One question on the application form really stood out. It said, "If a vehicle is broken down in the bush, would you be able to repair it and bring it home?"
Now, take note, it didn’t mention anything about having access to the right tools, and it didn’t specify what kind of vehicle it would be. The question was to the point: "Can you fix it?"
When there’s nobody around to ask for advice, can you figure it out? When you don’t have a shop full of air tools or electronic gadgets, can you make it run?
It was a question worth asking.
Once I arrived in Africa, I learned a lot of handy tricks, like using a bumper jack to break the bead of a 10-ply tire, and like tying off the punctured section of an inner tube with rope because someone forgot the tire patching kit. Bush pilots showed me how to stuff dried grass into a thorn-damaged tire so that they could take off and get back home. I discovered that mais-meal works just as good as stop-leak in a leaky radiator when you’re in the middle of nowhere.
One day I received a radio call from a colleague who had broken down in the African bush.

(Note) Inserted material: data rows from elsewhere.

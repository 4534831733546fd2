use std::time::Duration;

use async_trait::async_trait;
use native_tls::TlsConnector;
use postgres_native_tls::MakeTlsConnector;
use tokio::{task, task::JoinHandle, time::timeout};
pub use tokio_postgres::types::{ToSql, Type as PgType};
use tokio_postgres::{config::SslMode, Client, Config, Error as PgError};
use tracing::{debug, error, warn};

use crate::manifest::db::ConnectionParams;

#[derive(thiserror::Error, Debug)]
pub enum PostgresConnectionError {
    #[error("Can not connect to the database please make sure your connection details are correct: {0}")]
    CanNotConnectToDatabase(PgError),

    #[error("Timed out after {0:?} connecting to the database")]
    ConnectTimeout(Duration),

    #[error("Could not create tls connector")]
    CouldNotCreateTlsConnector,
}

#[derive(thiserror::Error, Debug)]
pub enum PostgresError {
    #[error("PgError {0}")]
    PgError(#[from] PgError),

    #[error("The database connection has been closed")]
    ConnectionClosed,
}

/// A live connection used serially by one load call.
///
/// `execute` opens a transaction on first use and `commit` ends it, so each batch is applied as
/// one unit. Dropping the connection releases it; an uncommitted transaction is then rolled back
/// by the server.
#[async_trait]
pub trait Connection: Send {
    async fn execute(
        &mut self,
        statement: &str,
        params: &[&(dyn ToSql + Sync)],
    ) -> Result<u64, PostgresError>;

    async fn commit(&mut self) -> Result<(), PostgresError>;

    /// Closes the connection gracefully, waiting for the server to acknowledge.
    async fn close(self)
    where
        Self: Sized,
    {
    }
}

/// Opens a fresh physical connection on every call.
#[async_trait]
pub trait ConnectionProvider: Send + Sync {
    type Connection: Connection;

    async fn connect(&self) -> Result<Self::Connection, PostgresConnectionError>;
}

pub struct PostgresConnection {
    client: Client,
    connection_handle: JoinHandle<()>,
    in_transaction: bool,
}

#[async_trait]
impl Connection for PostgresConnection {
    async fn execute(
        &mut self,
        statement: &str,
        params: &[&(dyn ToSql + Sync)],
    ) -> Result<u64, PostgresError> {
        if self.client.is_closed() {
            return Err(PostgresError::ConnectionClosed);
        }

        if !self.in_transaction {
            self.client.batch_execute("BEGIN").await?;
            self.in_transaction = true;
        }

        self.client.execute(statement, params).await.map_err(PostgresError::PgError)
    }

    async fn commit(&mut self) -> Result<(), PostgresError> {
        if self.in_transaction {
            self.client.batch_execute("COMMIT").await?;
            self.in_transaction = false;
        }

        Ok(())
    }

    async fn close(self) {
        if self.in_transaction {
            warn!("Closing a connection with an uncommitted transaction, it will be rolled back");
        }

        drop(self.client);
        if let Err(e) = self.connection_handle.await {
            warn!("Connection task did not shut down cleanly: {}", e);
        }
    }
}

pub struct PostgresConnectionProvider {
    params: ConnectionParams,
}

impl PostgresConnectionProvider {
    pub fn new(params: ConnectionParams) -> Self {
        PostgresConnectionProvider { params }
    }

    pub fn params(&self) -> &ConnectionParams {
        &self.params
    }

    async fn open(&self, config: &Config) -> Result<PostgresConnection, PostgresConnectionError> {
        let connector = TlsConnector::builder()
            .build()
            .map_err(|_| PostgresConnectionError::CouldNotCreateTlsConnector)?;
        let tls_connector = MakeTlsConnector::new(connector);

        let connect_timeout = self.params.connect_timeout();
        let connecting = config.connect(tls_connector);
        let (client, connection) = match timeout(connect_timeout, connecting).await {
            Ok(Ok((client, connection))) => (client, connection),
            Ok(Err(e)) => {
                error!("Error connecting to database: {}", e);
                return Err(PostgresConnectionError::CanNotConnectToDatabase(e));
            }
            Err(e) => {
                error!("Timeout connecting to database: {}", e);
                return Err(PostgresConnectionError::ConnectTimeout(connect_timeout));
            }
        };

        // The connection future drives the socket and resolves once the client is dropped
        let connection_handle = task::spawn(async move {
            if let Err(e) = connection.await {
                error!("Postgres connection error: {}", e);
            }
        });

        Ok(PostgresConnection { client, connection_handle, in_transaction: false })
    }
}

#[async_trait]
impl ConnectionProvider for PostgresConnectionProvider {
    type Connection = PostgresConnection;

    async fn connect(&self) -> Result<PostgresConnection, PostgresConnectionError> {
        let config = self.params.pg_config();

        match self.open(config).await {
            Ok(connection) => {
                debug!("Opened database connection");
                Ok(connection)
            }
            // retry without ssl if ssl has been attempted and failed
            Err(PostgresConnectionError::CanNotConnectToDatabase(e))
                if self.params.allows_plaintext_fallback() =>
            {
                warn!("Could not connect with SSL ({}), retrying without SSL", e);
                let mut config = config.clone();
                config.ssl_mode(SslMode::Disable);
                self.open(&config).await
            }
            Err(e) => Err(e),
        }
    }
}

The short driveshaft between his transmission and transfer case in his 4×4 had snapped a U-joint, and he was stuck. I ransacked the mission workshop, but I couldn’t be sure the dusty parts laying on a wooden shelf would fit his Nissan or some other foreign vehicle that had passed through our shop sometime in the last 10 years.
I packed up my tools and began a 40-kilometre trek across the African plains, following a dirt road that wound its way past thorn trees and dry riverbeds. It was a strange feeling to realize that for at least a 300-mile radius, I was the only trained mechanic around. Village chiefs and government officials would travel for hours to have me look at their Land Rovers, simply because they’d heard there was a Mzungu fundi wa mashine (European mechanic) living in the village. Even the nearby military camp brought their troop carriers over for welding repairs when the rough terrain got a little too abusive.
I found Wayne sitting by a cooking fire near his stranded truck, literally in the middle of nowhere. It would have been a long walk home. We set to work, and I discovered that my suspicions were right; none of the parts I’d brought would fit. I removed the short driveshaft for inspection. One joint was completely ruined, but the other was serviceable. There were two other driveshafts on the truck, one for the front axle and one for the rear. Fortunately, all the universal joints were the same size, so with a hammer, punch, and a large rock for a bench I was able to tap out one of the joints from the front driveshaft and reuse it in the small primary shaft. Wayne wouldn’t have four-wheel drive, but at least he could make it home.
In a way, my time there symbolized how critical the automotive technician has become to our mechanized society. We are the fix-it guys. Like the blacksmiths of old, we keep the wagons rolling.
These are things you don’t find in the manuals.
Some days it’s a real jungle out there, but remember, we’re the fixers. We do it to earn a living, and because we love the challenge. And because there’s enormous satisfaction in a job well done.
lol very cool story , well done!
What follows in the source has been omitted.